Thresholds
Page 5
“Gosh,” Maya said, “how can you tell who’s who?” There must have been fifty of those gray, red, and brown things on the page.
“It doesn’t matter,” said Benjamin. “We’re more alike than we are different.”
That shocked her. She and Candra were always looking for ways to be different from each other, and Peter was totally different, too.
“Which one is you?” Maya asked.
Benjamin’s eyebrows rose. He scanned his page of storms and finally pointed to a small one near the bottom. It was gray and brown, with not much red in it.
“Huh,” she said.
Travis looked, too. He frowned. “Hey, Maya, let’s see yours.”
Ms. Jamila said, “All right, class, time’s about up! Five more minutes to finish what you’ve started, and then we’ll look at what we’ve produced.”
Maya slid her family picture out from under the sticker-garden picture and showed it to Travis and Benjamin.
“Wow,” said Travis.
“Ditto,” said Benjamin in a soft voice. “You’re the brush?”
“Yeah.”
“It’s very cool,” said Travis.
“Thanks.” Maya set the picture down again, feeling awkward. “You show me yours?”
He held his up.
She couldn’t tell what he had drawn. Three messes side by side was what it looked like. Lots of green and brown and gray loops, some awkward blobs stacked on top of each other. It looked like a left-handed picture, all right. Everything jerky and sprawling over the lines.
“Uh,” Maya said. She couldn’t think of a single complimentary thing to say, but she didn’t want to hurt his feelings.
“See? This is me.” Travis pointed to the mess on the right. “This is my dad.” The mess in the middle. “And this is Oma, my grandma.” The mess on the left. “Teacher said draw what we look like inside, so this is the guts, and here’s the stomach, and these spongy things are lungs, and I had to make the hearts green, and this gray thing on top is the brain, and—”
Maya threw a pen at him. It hit him in the chest. He tumbled back off his chair. “You wound me!” he said from the floor, where he had fallen artistically into a sprawl.
“Hey! Settle down back there!” Ms. Jamila came back to their table and said, “What’s the problem?”
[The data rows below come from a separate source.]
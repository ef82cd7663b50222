//! Package registry client (npm-style FHIR package registries)

use serde_json::Value;
use std::time::Duration;
use tracing::debug;

use super::PackageError;

/// Downloads package tarballs from a FHIR package registry
#[derive(Debug, Clone)]
pub struct RegistryClient {
    client: reqwest::Client,
    base_url: String,
}

impl RegistryClient {
    pub fn new(base_url: impl Into<String>, timeout: Duration) -> Result<Self, PackageError> {
        let client = reqwest::Client::builder()
            .timeout(timeout)
            .build()
            .map_err(|e| PackageError::Registry(e.to_string()))?;
        Ok(Self {
            client,
            base_url: base_url.into().trim_end_matches('/').to_string(),
        })
    }

    /// Download a package, resolving the latest version when none is given.
    /// Returns the resolved version and the tarball bytes.
    pub async fn download(
        &self,
        id: &str,
        version: Option<&str>,
    ) -> Result<(String, Vec<u8>), PackageError> {
        let version = match version {
            Some(version) => version.to_string(),
            None => self.latest_version(id).await?,
        };

        // npm-style URL format: {registry}/{package}/-/{package}-{version}.tgz
        let url = format!("{}/{id}/-/{id}-{version}.tgz", self.base_url);
        debug!(url = %url, "Fetching package tarball");

        let response = self
            .client
            .get(&url)
            .send()
            .await
            .map_err(|e| PackageError::Registry(format!("{url}: {e}")))?;

        if !response.status().is_success() {
            return Err(PackageError::Registry(format!(
                "{url}: HTTP {}",
                response.status()
            )));
        }

        let bytes = response
            .bytes()
            .await
            .map_err(|e| PackageError::Registry(format!("{url}: {e}")))?;

        Ok((version, bytes.to_vec()))
    }

    async fn latest_version(&self, id: &str) -> Result<String, PackageError> {
        let url = format!("{}/{id}", self.base_url);
        let manifest: Value = self
            .client
            .get(&url)
            .header(reqwest::header::ACCEPT, "application/json")
            .send()
            .await
            .and_then(|r| r.error_for_status())
            .map_err(|e| PackageError::Registry(format!("{url}: {e}")))?
            .json()
            .await
            .map_err(|e| PackageError::Registry(format!("{url}: {e}")))?;

        manifest
            .pointer("/dist-tags/latest")
            .and_then(|v| v.as_str())
            .map(str::to_string)
            .ok_or_else(|| {
                PackageError::Registry(format!("Could not determine latest version of {id}"))
            })
    }
}
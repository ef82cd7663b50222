//! Engine session: an initialized engine plus what it was built from

use chrono::{DateTime, Utc};
use std::collections::{BTreeSet, VecDeque};
use std::sync::Arc;
use tracing::{debug, info, warn};

use super::{
    ConformanceEngine, DefinitionAdditions, DefinitionSet, EngineError, ValidationEngine,
};
use crate::core::{EngineConfig, FhirVersion, ValidationRequest};
use crate::error::{Result, ServiceError};
use crate::outcome::{OutcomeFormatter, ValidationOutcome};
use crate::package::{FhirPackage, PackageLoader, PackageSpec, RegistryClient, loader};
use crate::terminology::{TerminologyController, TerminologyMode};

/// An initialized validation engine, shared read-only by every request.
///
/// A session is only handed out once initialization has fully succeeded.
/// Loading more definitions produces a new session; an existing one never
/// changes.
#[derive(Clone)]
pub struct EngineSession {
    engine: Arc<dyn ValidationEngine>,
    fhir_version: FhirVersion,
    terminology_mode: TerminologyMode,
    created_at: DateTime<Utc>,
}

impl std::fmt::Debug for EngineSession {
    fn fmt(&self, f: &mut std::fmt::Formatter<'_>) -> std::fmt::Result {
        f.debug_struct("EngineSession")
            .field("engine", &self.engine.info())
            .field("fhir_version", &self.fhir_version)
            .field("terminology_mode", &self.terminology_mode)
            .field("created_at", &self.created_at)
            .finish()
    }
}

impl EngineSession {
    /// Load the configured IG packages and build the built-in engine.
    ///
    /// Any configured package that cannot be resolved fails initialization.
    /// Package dependencies are resolved on a best-effort basis.
    pub async fn initialize(
        config: &EngineConfig,
        terminology: TerminologyController,
    ) -> Result<Self> {
        let loader = package_loader(config)?;
        let packages = load_packages(config, &loader).await?;

        let definitions = DefinitionSet::build(config.fhir_version, &packages, &[])
            .map_err(|e| ServiceError::Init(e.message))?;

        info!(
            fhir_version = %config.fhir_version,
            packages = packages.len(),
            resource_types = definitions.resource_types().len(),
            structures = definitions.structure_urls().len(),
            terminology = %terminology.mode(),
            "Engine session initialized"
        );

        let terminology_mode = terminology.mode();
        let engine = ConformanceEngine::new(definitions, Arc::new(terminology));
        Ok(Self::with_engine(
            Arc::new(engine),
            config.fhir_version,
            terminology_mode,
        ))
    }

    /// Wrap an already initialized engine
    pub fn with_engine(
        engine: Arc<dyn ValidationEngine>,
        fhir_version: FhirVersion,
        terminology_mode: TerminologyMode,
    ) -> Self {
        Self {
            engine,
            fhir_version,
            terminology_mode,
            created_at: Utc::now(),
        }
    }

    pub fn engine(&self) -> &Arc<dyn ValidationEngine> {
        &self.engine
    }

    pub fn fhir_version(&self) -> FhirVersion {
        self.fhir_version
    }

    pub fn terminology_mode(&self) -> TerminologyMode {
        self.terminology_mode
    }

    pub fn created_at(&self) -> DateTime<Utc> {
        self.created_at
    }

    /// Validate a request and format the engine's issues
    pub async fn validate(
        &self,
        request: &ValidationRequest,
    ) -> std::result::Result<ValidationOutcome, EngineError> {
        let issues = self.engine.validate(request).await?;
        Ok(OutcomeFormatter::format(issues))
    }

    /// Derive a session with additional definitions, leaving this one as is
    pub fn extend(&self, additions: DefinitionAdditions) -> std::result::Result<Self, EngineError> {
        let engine = self.engine.extend(additions)?;
        Ok(Self::with_engine(
            engine,
            self.fhir_version,
            self.terminology_mode,
        ))
    }
}

/// Package loader for the configured cache, with the registry when downloads are allowed
pub fn package_loader(config: &EngineConfig) -> Result<PackageLoader> {
    let loader = PackageLoader::new(&config.package_cache);
    if !config.allow_download {
        return Ok(loader);
    }
    let registry = RegistryClient::new(&config.registry_url, std::time::Duration::from_secs(120))
        .map_err(|e| ServiceError::Init(e.to_string()))?;
    Ok(loader.with_registry(registry))
}

/// Package references named by the configuration, in load order:
/// explicit packages first, then whatever the IG directory holds
pub fn configured_specs(config: &EngineConfig) -> Result<Vec<PackageSpec>> {
    let mut specs = config
        .packages
        .iter()
        .map(|value| PackageSpec::parse(value).map_err(|e| ServiceError::Init(e.to_string())))
        .collect::<Result<Vec<_>>>()?;

    if let Some(dir) = &config.ig_directory {
        if dir.is_dir() {
            let found = loader::scan_directory(dir).map_err(|e| {
                ServiceError::Init(format!("Could not scan {}: {e}", dir.display()))
            })?;
            debug!(directory = %dir.display(), packages = found.len(), "Scanned IG directory");
            specs.extend(found);
        } else {
            debug!(directory = %dir.display(), "IG directory not present, skipping");
        }
    }

    Ok(specs)
}

/// Load every configured package and then their dependencies.
///
/// A configured package that fails to load is fatal. A dependency that
/// fails is logged and skipped; the core package of the session's own FHIR
/// version is never required.
pub async fn load_packages(
    config: &EngineConfig,
    loader: &PackageLoader,
) -> Result<Vec<FhirPackage>> {
    let mut packages = Vec::new();
    let mut seen = BTreeSet::new();

    for spec in configured_specs(config)? {
        let package = loader.load(&spec).await.map_err(|e| {
            ServiceError::Init(format!("Could not load IG package {spec}: {e}"))
        })?;
        info!(package = %package.key(), resources = package.resources.len(), "Loaded IG package");
        seen.insert(package.id.clone());
        packages.push(package);
    }

    let mut pending: VecDeque<(String, String)> = packages
        .iter()
        .flat_map(|p| p.dependencies.clone())
        .collect();

    while let Some((id, version)) = pending.pop_front() {
        if seen.contains(&id) {
            continue;
        }
        seen.insert(id.clone());

        let spec = PackageSpec::Registry {
            id: id.clone(),
            version: Some(version.clone()),
        };
        match loader.load(&spec).await {
            Ok(package) => {
                info!(package = %package.key(), "Loaded package dependency");
                pending.extend(package.dependencies.clone());
                packages.push(package);
            }
            Err(e) if id == config.fhir_version.core_package() => {
                debug!(
                    package = %spec,
                    error = %e,
                    "Core package not available, using built-in base definitions"
                );
            }
            Err(e) => {
                warn!(package = %spec, error = %e, "Could not load package dependency");
            }
        }
    }

    Ok(packages)
}
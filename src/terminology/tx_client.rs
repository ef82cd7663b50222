//! Client for a remote FHIR terminology server (`$validate-code`)

use async_trait::async_trait;
use reqwest::StatusCode;
use serde_json::Value;
use std::time::Duration;
use tracing::debug;
use url::Url;

use super::service::{
    CodeCheck, CodeValidationResult, TerminologyError, TerminologyResult, TerminologyService,
};

/// Terminology service backed by a FHIR terminology server
#[derive(Debug, Clone)]
pub struct TxServerClient {
    client: reqwest::Client,
    base_url: String,
    timeout: Duration,
}

impl TxServerClient {
    pub fn new(base_url: impl Into<String>, timeout: Duration) -> TerminologyResult<Self> {
        let client = reqwest::Client::builder()
            .timeout(timeout)
            .build()
            .map_err(|e| TerminologyError::Internal(e.to_string()))?;
        Ok(Self {
            client,
            base_url: base_url.into().trim_end_matches('/').to_string(),
            timeout,
        })
    }

    fn request_url(&self, check: &CodeCheck) -> TerminologyResult<Url> {
        let mut params: Vec<(&str, &str)> = Vec::new();
        let endpoint = match (&check.value_set, &check.system) {
            (Some(value_set), system) => {
                params.push(("url", value_set));
                if let Some(system) = system {
                    params.push(("system", system));
                }
                "ValueSet/$validate-code"
            }
            (None, Some(system)) => {
                params.push(("url", system));
                "CodeSystem/$validate-code"
            }
            (None, None) => {
                return Err(TerminologyError::Internal(format!(
                    "Code '{}' has neither a system nor a value set to check against",
                    check.code
                )));
            }
        };
        params.push(("code", &check.code));
        if let Some(display) = &check.display {
            params.push(("display", display));
        }

        Url::parse_with_params(&format!("{}/{endpoint}", self.base_url), &params)
            .map_err(|e| TerminologyError::Internal(e.to_string()))
    }
}

#[async_trait]
impl TerminologyService for TxServerClient {
    async fn validate_code(&self, check: &CodeCheck) -> TerminologyResult<CodeValidationResult> {
        let url = self.request_url(check)?;
        debug!(url = %url, "Calling terminology server");

        let response = self
            .client
            .get(url)
            .header(reqwest::header::ACCEPT, "application/fhir+json")
            .send()
            .await
            .map_err(|e| {
                if e.is_timeout() {
                    TerminologyError::Timeout(self.timeout)
                } else {
                    TerminologyError::Network(e.to_string())
                }
            })?;

        let status = response.status();
        if status == StatusCode::NOT_FOUND {
            if let Some(url) = &check.value_set {
                return Err(TerminologyError::ValueSetNotFound { url: url.clone() });
            }
        }
        if status.is_server_error() {
            return Err(TerminologyError::ServiceUnavailable {
                message: format!("HTTP {status}"),
            });
        }

        let body: Value = response
            .json()
            .await
            .map_err(|e| TerminologyError::Network(e.to_string()))?;

        if !status.is_success() {
            return Err(TerminologyError::Rejected {
                status: status.as_u16(),
                message: outcome_text(&body).unwrap_or_else(|| status.to_string()),
            });
        }

        parse_parameters(&body)
    }
}

/// Read a `$validate-code` Parameters response
pub fn parse_parameters(body: &Value) -> TerminologyResult<CodeValidationResult> {
    if body.get("resourceType").and_then(|v| v.as_str()) != Some("Parameters") {
        return Err(TerminologyError::Internal(
            "Terminology server did not return a Parameters resource".to_string(),
        ));
    }

    let parameter = |name: &str| -> Option<&Value> {
        body.get("parameter")?
            .as_array()?
            .iter()
            .find(|p| p.get("name").and_then(|n| n.as_str()) == Some(name))
    };

    let valid = parameter("result")
        .and_then(|p| p.get("valueBoolean"))
        .and_then(|v| v.as_bool())
        .ok_or_else(|| {
            TerminologyError::Internal("Parameters response has no 'result'".to_string())
        })?;

    Ok(CodeValidationResult {
        valid,
        display: parameter("display")
            .and_then(|p| p.get("valueString"))
            .and_then(|v| v.as_str())
            .map(str::to_string),
        message: parameter("message")
            .and_then(|p| p.get("valueString"))
            .and_then(|v| v.as_str())
            .map(str::to_string),
    })
}

fn outcome_text(body: &Value) -> Option<String> {
    let issue = body.get("issue")?.as_array()?.first()?;
    issue
        .get("diagnostics")
        .or_else(|| issue.pointer("/details/text"))
        .and_then(|v| v.as_str())
        .map(str::to_string)
}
Oh, no! What if she got detention her first day in school? In art class?
“Artistic differences,” Benjamin said.
Travis lurched to his feet. “Sorry. I was fooling around, teacher,” he said.
“It’s my fault. I threw a pen at him.” Maya couldn’t get Travis in trouble when it was really her fault. He had a reputation to live down already.
“Artistic differences?” Ms. Jamila asked Benjamin.
Benjamin pointed to Travis’s picture. “What he and his father and grandmother look like inside,” Benjamin said.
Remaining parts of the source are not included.